We currently have a large white pigeon, approximately the size of a chicken, feeding in our back yard. He is not banded, can fly and appears healthy. After reading the posts on the Wisconsin pigeon I am concerned about his welfare. Is there someone we could contact to get information and help for it?
Thanks


----------



## John_D (Jan 24, 2002)

Hi,

Has the pigeon been hanging out a few days, or just arrived?

Sounds like a White King or a Runt, not the usual kind to be out on the loose. Brad (Pigeonpal2002) has Runts, so could give any info about any special needs. They are not the best fliers, so he's unlikely to have come too far. Without a band, no direct way to trace owner, but it would seem he's either a pet/ show pigeon or from a farm. Hopefully not a farm where they raise pigeons for the table 

Is there somewhere you could keep him safe for the night, assuming he's catchable?

John


----------



## legiondoc1 (Aug 14, 2005)

Thanks for the info....He has been visiting for the last few days and comes to eat 3-4 times a day. He is very shy and I am not sure how to go about trying to catch him...or what to do with him if I did.


----------



## TAWhatley (Mar 6, 2001)

*Simple Pigeon Trap*

Here is a link to how to make a simple pigeon trap: http://www.racingbirds.com/ptrap.html

This may work to capture the bird.

Terry


----------



## Pigeonpal2002 (Jul 27, 2002)

Hi Legiondoc1, 

How well does this bird fly...have you seen it just "take off" and fly out of sight on strong wings? If it is a larger bird like a runt or king, they really don't fly very much, fast or far and this in itself makes them easy targets for predators such as cats, hawks or even dogs. 

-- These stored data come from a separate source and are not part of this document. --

//! Storage Error Types
//!
//! This module provides structured errors using `exn` for automatic location
//! tracking and error tree construction.

use derive_more::{Display, Error};
use std::io::Error as IoError;
use std::path::PathBuf;

/// A storage error with automatic location tracking.
pub type Error = exn::Exn<ErrorKind>;
/// Result type alias for storage operations.
pub type Result<T> = std::result::Result<T, Error>;

/// Actionable error categories.
///
/// These describe what the caller should *do*, not what went wrong internally.
#[derive(Debug, Display, Error)]
pub enum ErrorKind {
    /// Object does not exist
    #[display("object not found: {}", _0.display())]
    NotFound(#[error(not(source))] PathBuf),
    /// Access denied (permissions or credentials)
    #[display("permission denied: {}", _0.display())]
    PermissionDenied(#[error(not(source))] PathBuf),
    /// Object or container already exists (for operations that require new ones)
    #[display("already exists: {}", _0.display())]
    AlreadyExists(#[error(not(source))] PathBuf),
    /// Underlying I/O error
    #[display("I/O error: {_0}")]
    Io(IoError),
    /// Network-related error (S3 connections, etc.)
    #[display("network error: {_0}")]
    Network(#[error(not(source))] String),
    /// Path contains invalid characters or escapes root
    #[display("invalid path: {}", _0.display())]
    InvalidPath(#[error(not(source))] PathBuf),
    /// Backend-specific error
    #[display("backend error: {_0}")]
    BackendError(#[error(not(source))] String),
}
impl From<IoError> for ErrorKind {
    fn from(err: IoError) -> Self {
        Self::Io(err)
    }
}

impl ErrorKind {
    /// Returns `true` if retrying might succeed.
    pub fn is_retryable(&self) -> bool {
        matches!(self, Self::Io(_) | Self::Network(_) | Self::BackendError(_))
    }
}

#[cfg(test)]
mod tests {
    use super::*;
    use rstest::rstest;

    #[rstest]
    #[case(ErrorKind::Network("timeout".to_string()), true)]
    #[case(ErrorKind::BackendError("bucket".to_string()), true)]
    #[case(ErrorKind::NotFound(PathBuf::from("books/u/b")), false)]
    #[case(ErrorKind::InvalidPath(PathBuf::from("../x")), false)]
    fn test_retryable(#[case] kind: ErrorKind, #[case] expected: bool) {
        assert_eq!(kind.is_retryable(), expected);
    }

    #[test]
    fn test_display() {
        let kind = ErrorKind::NotFound(PathBuf::from("books/user/BOOK-1"));
        assert_eq!(kind.to_string(), "object not found: books/user/BOOK-1");
    }
}
//! Object storage for generated books.
//!
//! Every backend implements [`StorageBackend`], a small put/get/stat/list
//! interface over a single container (a directory, an S3 bucket, or a
//! `HashMap` in tests). Keys are relative paths validated by
//! [`validate_path`] before they reach a backend.

pub mod backend;
pub mod error;
mod models;
mod path;

pub use crate::backend::StorageBackend;
pub use crate::models::ObjectInfo;
pub use crate::path::{validate as validate_path, validate_segment};
use std::sync::Arc;

pub type BackendHandle = Arc<dyn StorageBackend + Send + Sync>;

The ones that get loose, usually stay in a general area and feed where they can , roosting on a low roof somewhere. I'm wondering however if it is a giant homer/show homer. These birds can fly pretty well and can be quite large birds. 

Good luck and keep us posted,


----------



## legiondoc1 (Aug 14, 2005)

He seems to fly pretty well and has a large wing span. He is shy and takes off very quickly but doesn't seem to go far. He is definitely a pretty bird, very glossy and white. I will try to post a picture.


----------



## Pigeonpal2002 (Jul 27, 2002)

Hi again Legiondoc1, 

Yes, if you could post a picture, this might help us identify the bird. It still seems likely that this pigeon is in danger of being caught by a predator and this is likely a matter of when.

Terry has provided a good link to construct a simple trap to catch pigeons so you may want to try this. If you do manage to capture the bird, then we can figure out what to do with it

Please continue to keep us posted,


----------